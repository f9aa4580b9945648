//! Inventory update domain module.
//!
//! This crate contains the business rules for stock adjustments and sale
//! registration, implemented purely as deterministic domain logic (no IO, no
//! storage). Persisting the outcome is done by `stockbook-infra`.

pub mod stockroom;

pub use stockroom::{
    AdjustStock, Direction, InventoryCommand, InventoryEvent, RecordSale, SaleRecorded,
    StockAdjusted, Stockroom,
};
//! Product catalog domain module.
//!
//! Holds the product table in memory and answers the browsing queries the
//! front end needs (lookup, search, attribute filters). No IO here; loading
//! and saving belong to `stockbook-infra`.

pub mod filter;
pub mod product;

pub use filter::ProductFilter;
pub use product::{Catalog, Product};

^^^^^^^^

[WHAT YOU SHOULD DO]
Find out how many lines above hold "infra". Write only the number.

[RESPONSE]
2